## [WHAT IS NEEDED]
Each line below must be reproduced exactly.

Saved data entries

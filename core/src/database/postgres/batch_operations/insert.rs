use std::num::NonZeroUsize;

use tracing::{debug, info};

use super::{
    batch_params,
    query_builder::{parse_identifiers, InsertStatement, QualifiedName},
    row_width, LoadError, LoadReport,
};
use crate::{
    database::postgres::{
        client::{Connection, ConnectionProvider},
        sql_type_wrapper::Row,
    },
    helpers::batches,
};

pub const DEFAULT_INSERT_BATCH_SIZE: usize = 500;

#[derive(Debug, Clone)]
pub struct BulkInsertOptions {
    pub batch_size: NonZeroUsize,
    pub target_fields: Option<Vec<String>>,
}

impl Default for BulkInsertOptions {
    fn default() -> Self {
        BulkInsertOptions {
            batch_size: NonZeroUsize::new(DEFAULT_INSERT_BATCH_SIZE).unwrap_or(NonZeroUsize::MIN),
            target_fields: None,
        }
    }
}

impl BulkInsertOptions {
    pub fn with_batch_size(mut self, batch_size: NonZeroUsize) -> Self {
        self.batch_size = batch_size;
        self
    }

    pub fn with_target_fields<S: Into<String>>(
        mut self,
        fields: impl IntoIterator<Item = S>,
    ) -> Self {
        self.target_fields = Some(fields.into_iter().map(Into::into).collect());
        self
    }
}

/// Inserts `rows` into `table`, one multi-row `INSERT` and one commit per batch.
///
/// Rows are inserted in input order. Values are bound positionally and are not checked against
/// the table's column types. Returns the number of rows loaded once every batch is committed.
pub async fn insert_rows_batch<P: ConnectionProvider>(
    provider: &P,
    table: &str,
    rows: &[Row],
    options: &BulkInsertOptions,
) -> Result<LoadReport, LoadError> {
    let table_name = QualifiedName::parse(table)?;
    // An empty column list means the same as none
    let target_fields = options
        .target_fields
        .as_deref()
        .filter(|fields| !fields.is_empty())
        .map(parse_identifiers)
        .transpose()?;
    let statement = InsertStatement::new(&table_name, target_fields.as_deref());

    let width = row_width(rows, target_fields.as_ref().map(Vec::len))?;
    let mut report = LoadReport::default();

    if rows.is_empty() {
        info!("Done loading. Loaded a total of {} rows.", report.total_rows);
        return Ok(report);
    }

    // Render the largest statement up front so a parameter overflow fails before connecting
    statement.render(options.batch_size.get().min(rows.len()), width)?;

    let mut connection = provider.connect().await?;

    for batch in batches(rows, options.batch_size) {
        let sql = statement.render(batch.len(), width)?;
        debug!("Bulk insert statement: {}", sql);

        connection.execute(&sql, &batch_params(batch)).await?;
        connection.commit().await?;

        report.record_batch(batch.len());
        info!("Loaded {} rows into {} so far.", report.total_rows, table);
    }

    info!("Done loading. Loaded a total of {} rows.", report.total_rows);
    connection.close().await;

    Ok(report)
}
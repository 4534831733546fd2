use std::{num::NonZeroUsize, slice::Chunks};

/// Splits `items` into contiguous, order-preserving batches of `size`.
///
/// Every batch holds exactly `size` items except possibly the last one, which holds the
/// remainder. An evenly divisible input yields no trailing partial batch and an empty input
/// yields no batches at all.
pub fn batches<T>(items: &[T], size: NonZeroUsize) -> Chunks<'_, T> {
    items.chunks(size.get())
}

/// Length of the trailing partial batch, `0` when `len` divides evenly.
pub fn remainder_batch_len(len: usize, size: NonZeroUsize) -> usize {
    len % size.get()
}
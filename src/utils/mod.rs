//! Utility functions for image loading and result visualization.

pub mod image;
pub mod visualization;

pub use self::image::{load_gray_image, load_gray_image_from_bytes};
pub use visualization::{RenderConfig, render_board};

## [RESULT]
filename core/src/database/postgres/batch_operations/insert.rs
use std::num::NonZeroUsize;

use tracing::{debug, info};

use super::{
    batch_params,
    query_builder::{parse_identifiers, InsertStatement, QualifiedName},
    row_width, LoadError, LoadReport,
};
use crate::{
    database::postgres::{
        client::{Connection, ConnectionProvider},
        sql_type_wrapper::Row,
    },
    helpers::batches,
};

pub const DEFAULT_INSERT_BATCH_SIZE: usize = 500;

#[derive(Debug, Clone)]
pub struct BulkInsertOptions {
    pub batch_size: NonZeroUsize,
    pub target_fields: Option<Vec<String>>,
}

impl Default for BulkInsertOptions {
    fn default() -> Self {
        BulkInsertOptions {
            batch_size: NonZeroUsize::new(DEFAULT_INSERT_BATCH_SIZE).unwrap_or(NonZeroUsize::MIN),
            target_fields: None,
        }
    }
}

impl BulkInsertOptions {
    pub fn with_batch_size(mut self, batch_size: NonZeroUsize) -> Self {
        self.batch_size = batch_size;
        self
    }

    pub fn with_target_fields<S: Into<String>>(
        mut self,
        fields: impl IntoIterator<Item = S>,
    ) -> Self {
        self.target_fields = Some(fields.into_iter().map(Into::into).collect());
        self
    }
}

/// Inserts `rows` into `table`, one multi-row `INSERT` and one commit per batch.
///
/// Rows are inserted in input order. Values are bound positionally and are not checked against
/// the table's column types. Returns the number of rows loaded once every batch is committed.
pub async fn insert_rows_batch<P: ConnectionProvider>(
    provider: &P,
    table: &str,
    rows: &[Row],
    options: &BulkInsertOptions,
) -> Result<LoadReport, LoadError> {
    let table_name = QualifiedName::parse(table)?;
    // An empty column list means the same as none
    let target_fields = options
        .target_fields
        .as_deref()
        .filter(|fields| !fields.is_empty())
        .map(parse_identifiers)
        .transpose()?;
    let statement = InsertStatement::new(&table_name, target_fields.as_deref());

    let width = row_width(rows, target_fields.as_ref().map(Vec::len))?;
    let mut report = LoadReport::default();

    if rows.is_empty() {
        info!("Done loading. Loaded a total of {} rows.", report.total_rows);
        return Ok(report);
    }

    // Render the largest statement up front so a parameter overflow fails before connecting
    statement.render(options.batch_size.get().min(rows.len()), width)?;

    let mut connection = provider.connect().await?;

    for batch in batches(rows, options.batch_size) {
        let sql = statement.render(batch.len(), width)?;
        debug!("Bulk insert statement: {}", sql);

        connection.execute(&sql, &batch_params(batch)).await?;
        connection.commit().await?;

        report.record_batch(batch.len());
        info!("Loaded {} rows into {} so far.", report.total_rows, table);
    }

    info!("Done loading. Loaded a total of {} rows.", report.total_rows);
    connection.close().await;

    Ok(report)
}
repository 4534831733546fd2
use std::{num::NonZeroUsize, slice::Chunks};

/// Splits `items` into contiguous, order-preserving batches of `size`.
///
/// Every batch holds exactly `size` items except possibly the last one, which holds the
/// remainder. An evenly divisible input yields no trailing partial batch and an empty input
/// yields no batches at all.
pub fn batches<T>(items: &[T], size: NonZeroUsize) -> Chunks<'_, T> {
    items.chunks(size.get())
}

/// Length of the trailing partial batch, `0` when `len` divides evenly.
pub fn remainder_batch_len(len: usize, size: NonZeroUsize) -> usize {
    len % size.get()
}
filename src/utils/mod.rs
//! Utility functions for image loading and result visualization.

pub mod image;
pub mod visualization;

pub use self::image::{load_gray_image, load_gray_image_from_bytes};
pub use visualization::{RenderConfig, render_board};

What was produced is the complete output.